Les ministres de l'intérieur de l'UE devraient discuter de cette question le 8 décembre. Toutefois, il n’est pas certain que les trois pays rejoindront Schengen — la décision doit être prise à l'unanimité. Le mois dernier, le Parlement néerlandais a adopté une résolution contre l'adhésion de la Roumanie et de la Bulgarie à la zone sans passeport, exprimant des inquiétudes quant au crime organisé et à la corruption. D’autres pays — comme la Suède — pourraient adopter une position similaire.
BCE • Dans sa revue de stabilité financière de novembre 2022, la BCE a averti que la zone euro devait se préparer à une plus grande instabilité en raison d'une dangereuse confluence entre récession, inflation galopante, hausse des coûts de financement et diminution des liquidités.
Le vice-président de la BCE, Luis de Guindos, a conseillé aux fonds d'investissement de conserver davantage d'actifs liquides, aux banques de constituer des provisions supplémentaires pour les créances douteuses. La BCE a également souligné que l'aide financière accordée aux secteurs vulnérables par les gouvernements de l'UE devait rester ciblée et ne pas entrer en conflit avec la normalisation de la politique monétaire.
SANCTIONS POUR L'IRAN • Les ministres des affaires étrangères de l'UE ont convenu d'élargir le régime de sanctions de l'UE à l'encontre de l'Iran afin de demander des comptes aux responsables de la mort de Mahsa Amini et de la répression des manifestants. Alors qu'il est confronté à la plus grande manifestation populaire depuis la révolution de 1979, le gouvernement iranien est soumis à une pression intérieure et diplomatique croissante.

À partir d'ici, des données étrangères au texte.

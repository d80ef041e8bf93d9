//! cdcsync CLI
//!
//! Runs the sync engine and inspects its local state.
//!
//! # Commands
//!
//! - `run` - Bootstrap and follow the change feed until interrupted
//! - `inspect` - Display identity, snapshot and cursor of a data directory
//! - `version` - Show version information
//!
//! Every option can also be set through a `CDCSYNC_*` environment variable.

mod commands;

use clap::{Parser, Subcommand};
use commands::run::RunArgs;
use std::path::PathBuf;
use tracing_subscriber::EnvFilter;

/// Change-data-capture sync client.
#[derive(Parser)]
#[command(name = "cdcsync")]
#[command(author, version, about, long_about = None)]
struct Cli {
    /// Directory holding the local databases
    #[arg(global = true, short, long, env = "CDCSYNC_DATA_DIR", default_value = ".")]
    data_dir: PathBuf,

    /// Enable verbose output
    #[arg(global = true, short, long)]
    verbose: bool,

    #[command(subcommand)]
    command: Commands,
}

#[derive(Subcommand)]
enum Commands {
    /// Bootstrap and follow the change feed until interrupted
    Run(RunArgs),

    /// Display identity, snapshot and cursor of a data directory
    Inspect {
        /// Count rows in every replicated table
        #[arg(short, long)]
        tables: bool,

        /// Output format (text, json)
        #[arg(short, long, default_value = "text")]
        format: String,
    },

    /// Show version information
    Version,
}

#[tokio::main]
async fn main() -> Result<(), Box<dyn std::error::Error>> {
    let cli = Cli::parse();

    // Initialize logging
    let filter = EnvFilter::try_from_default_env().unwrap_or_else(|_| {
        if cli.verbose {
            EnvFilter::new("debug")
        } else {
            EnvFilter::new("info")
        }
    });
    tracing_subscriber::fmt().with_env_filter(filter).init();

    match cli.command {
        Commands::Run(args) => {
            commands::run::run(&cli.data_dir, args).await?;
        }
        Commands::Inspect { tables, format } => {
            commands::inspect::run(&cli.data_dir, tables, &format).await?;
        }
        Commands::Version => {
            println!("cdcsync CLI v{}", env!("CARGO_PKG_VERSION"));
        }
    }

    Ok(())
}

Dans une déclaration, le Conseil a indiqué que quatre personnes qui ont participé à la détention arbitraire de Mahsa Amini, les chefs provinciaux des forces de l'ordre iraniennes et du Corps des gardiens de la révolution islamique, ainsi que le général de brigade Kiyumars Heidari, ont été ajoutés à la liste des personnes soumises à des mesures restrictives par le Conseil. Press TV, la télévision d'État iranienne, figure également sur cette liste.
LE G20 À BALI • L'UE a participé au sommet du G20 de Bali, qui s'est tenu en Indonésie les 15 et 16 novembre. S'exprimant au nom de l'UE, Ursula von der Leyen et Charles Michel ont fait de l'autonomie stratégique un point central de leurs déclarations — pas de sofagate cette fois.
La Chine figurait en haut de l'ordre du jour, l'UE et les États-Unis ayant insisté sur la nécessité d'offrir une alternative à l'initiative Belt and Road et d'éviter une dépendance excessive à l'égard de la Chine. Xi Jinping s'est entretenu avec les États membres de l'UE de manière bilatérale, en rencontrant les chefs d'État français, allemand, italien, espagnol et néerlandais.
L'UE a également soutenu l'accord non contraignant de partenariat pour une transition juste, s'engageant à aider l'Indonésie à sortir progressivement du charbon. L'aide sera fournie dans le cadre de l'initiative Global Gateway.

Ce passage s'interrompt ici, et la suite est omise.